Ethical and healthy lifestyle consumers bear out their claims
What consumers actually put in their baskets often deviates from what their intentions are

Ethical and healthy lifestyle consumers bear out their claims

Kath Hammond

We all know that saying is one thing, and doing is another but how true is the maxim when it comes to fresh produce shopping? Kantar Worldpanel brings readers of Produce Business UK this exclusive analysis on consumer behaviour

 View the full presentation here

Consumer action when it comes to budgeting appears to deviate from intent. Some 51% of shoppers agreed with the statement that they work to a strict budget while 49% disagreed. However, they buy less of their fresh produce volume on promotional deals than those who don’t claim to work to a strict budget, as Slide 2 shows.

“So if we listen to shoppers talking about price, promotions aren’t their biggest concern,” says Kantar Worldpanel client executive Olivia Cole.

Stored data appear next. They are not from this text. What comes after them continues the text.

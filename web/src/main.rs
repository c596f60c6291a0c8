//! Server entry-point – Axum + Leptos SSR.

#[cfg(feature = "ssr")]
#[tokio::main]
async fn main() -> anyhow::Result<()> {
    use anyhow::Context;
    use axum::Router;
    use leptos::config::get_configuration;
    use leptos::prelude::*;
    use leptos_axum::{generate_route_list, LeptosRoutes};
    use tower_http::services::ServeDir;

    use hydrowatch_common::config::{self, ClientConfig, CONF_ENV};
    use hydrowatch_web::app::{shell, App};

    // ── Tracing ──────────────────────────────────────────────────────────
    tracing_subscriber::fmt()
        .with_env_filter(
            tracing_subscriber::EnvFilter::try_from_default_env()
                .unwrap_or_else(|_| "hydrowatch_web=info,hydrowatch_common=info,tower_http=info".into()),
        )
        .init();

    // ── Configuration ────────────────────────────────────────────────────
    let conf_path = ClientConfig::resolve_path(std::env::args().nth(1), std::env::var(CONF_ENV).ok());
    let client_config = config::load(&conf_path)
        .with_context(|| format!("Cannot load {}", conf_path.display()))?;
    tracing::info!(
        "Backend at {}, notifications every {}s (users {}s)",
        client_config.backend_url,
        client_config.notification_poll_secs,
        client_config.user_notification_poll_secs,
    );

    let conf = get_configuration(None).context("Cannot read Leptos options")?;
    let leptos_options = conf.leptos_options;
    let addr = leptos_options.site_addr;
    let site_root = leptos_options.site_root.clone();

    // ── Routes ───────────────────────────────────────────────────────────
    let routes = generate_route_list(App);

    let app = Router::new()
        .leptos_routes_with_context(
            &leptos_options,
            routes,
            move || provide_context(client_config.clone()),
            {
                let options = leptos_options.clone();
                move || shell(options.clone())
            },
        )
        // WASM bundle and stylesheet
        .nest_service("/pkg", ServeDir::new(format!("{site_root}/pkg")))
        .fallback(leptos_axum::file_and_error_handler(shell))
        .with_state(leptos_options);

    tracing::info!("HydroWatch listening on http://{addr}");

    let listener = tokio::net::TcpListener::bind(&addr)
        .await
        .with_context(|| format!("Cannot bind {addr}"))?;
    axum::serve(listener, app.into_make_service()).await?;
    Ok(())
}

#[cfg(not(feature = "ssr"))]
fn main() {
    // This binary is only built with the `ssr` feature.
    // The WASM entry point is `lib::hydrate()`.
}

Convenience vs convenient 

We have a perception that we are a time-pressed generation and certainly 39% of Kantar’s panel agreed with the statement: ‘I rely heavily on convenience products to make cooking simple/quick’. However, convenience in terms of products, does not necessarily mean convenience in terms of retail format.

“Shoppers concerned with convenience spend more on prepared produce, but they are less likely to shop in convenient store formats,” says Cole (slide 3).

Claims that stack up

Organic and Fairtrade are two labels that are often lumped together as denoting ‘ethical’ shopping, despite their different messaging. It is interesting therefore that Kantar’s analysis finds that Fairtrade shoppers are more likely to buy organic produce than those who do not actively seek out Fairtrade products (slide 4).

Another area where the analysis found shoppers live up to their claims is with respect to diet. Only 12% disagreed with the statement ‘my diet is very important to me’ and the 88% of diet-aware shoppers turn out to spend more on produce and buy it more frequently (slide 5).

“A healthy lifestyle is a claim that diet-conscious shoppers live up to,” explains Cole. “And it’s pears and tropical fruits they are more likely to buy.”

Internet allegiance 

The role of the internet in fresh produce purchasing is a point of great contention and while 73% agreed with the statement: ‘I regularly use the internet to find ways to make my life easier’, they only bought produce online three times more in a year than those who disagreed with the statement (slide 6).

“Shoppers that agree, buy produce online 14 times a year, whereas those that disagree buy produce 11 times a year,” says Cole. “This illustrates that there is a disconnection between what shoppers say and do when buying produce.”

Discount dichotomy

Perhaps unsurprisingly 98% of Kantar’s panellists agree that ‘it’s great that supermarkets stock such a wide range of quality products’ but their actions in shopping outside the Big 4 when visiting discount retailers, with a smaller range, hints that they only pay lip-service to the statement, as shown in slide 6.

“Shoppers claiming to value a wide range spend 70% of their produce spend in the Big 4, but shop outside the Big 4 nearly as often as those not valuing range,” Cole points out. “When it comes down to it, attractive discounter price points and concise ranges are challenging the appeal of wide ranges of the Big 4.